▶ **AIM OF THE TASK**: Output only this range of the data below: the line that contains "pub fn logout<S: KeyValueStore" through the final line, both ends included, each retyped exactly.

───── RAW DATA

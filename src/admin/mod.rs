//! Admin session handling
//!
//! A fixed credential pair unlocks the price list editor. The session is a
//! single flag in the key-value store, so it survives between CLI runs until
//! logout.

use crate::core::{AdminConfig, Error, Result};
use crate::db::KeyValueStore;

/// Store key of the admin session flag
pub const ADMIN_SESSION_KEY: &str = "terraems_admin_session";

/// Check a username/password pair against the configured credentials
pub fn authenticate(config: &AdminConfig, username: &str, password: &str) -> bool {
    username == config.username && password == config.password
}

/// Log in, recording the session flag on success.
///
/// Returns `Ok(false)` for wrong credentials.
pub fn login<S: KeyValueStore + ?Sized>(
    store: &mut S,
    config: &AdminConfig,
    username: &str,
    password: &str,
) -> Result<bool> {
    if !authenticate(config, username, password) {
        log::warn!("Admin login rejected for user {:?}", username);
        return Ok(false);
    }
    store.set(ADMIN_SESSION_KEY, "true")?;
    log::info!("Admin session started");
    Ok(true)
}

pub fn logout<S: KeyValueStore + ?Sized>(store: &mut S) -> Result<()> {
    store.remove(ADMIN_SESSION_KEY)?;
    log::info!("Admin session ended");
    Ok(())
}

/// Whether an admin session is active. Store errors count as "no session".
pub fn is_active<S: KeyValueStore + ?Sized>(store: &S) -> bool {
    match store.get(ADMIN_SESSION_KEY) {
        Ok(value) => value.as_deref() == Some("true"),
        Err(e) => {
            log::warn!("Could not read admin session flag: {}", e);
            false
        }
    }
}

/// Fail with [`Error::Unauthorized`] unless an admin session is active
pub fn require_session<S: KeyValueStore + ?Sized>(store: &S) -> Result<()> {
    if is_active(store) {
        Ok(())
    } else {
        Err(Error::Unauthorized)
    }
}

──────────

▶ **ANSWER FOR THIS EXERCISE**:
pub fn logout<S: KeyValueStore + ?Sized>(store: &mut S) -> Result<()> {
    store.remove(ADMIN_SESSION_KEY)?;
    log::info!("Admin session ended");
    Ok(())
}

/// Whether an admin session is active. Store errors count as "no session".
pub fn is_active<S: KeyValueStore + ?Sized>(store: &S) -> bool {
    match store.get(ADMIN_SESSION_KEY) {
        Ok(value) => value.as_deref() == Some("true"),
        Err(e) => {
            log::warn!("Could not read admin session flag: {}", e);
            false
        }
    }
}

/// Fail with [`Error::Unauthorized`] unless an admin session is active
pub fn require_session<S: KeyValueStore + ?Sized>(store: &S) -> Result<()> {
    if is_active(store) {
        Ok(())
    } else {
        Err(Error::Unauthorized)
    }
}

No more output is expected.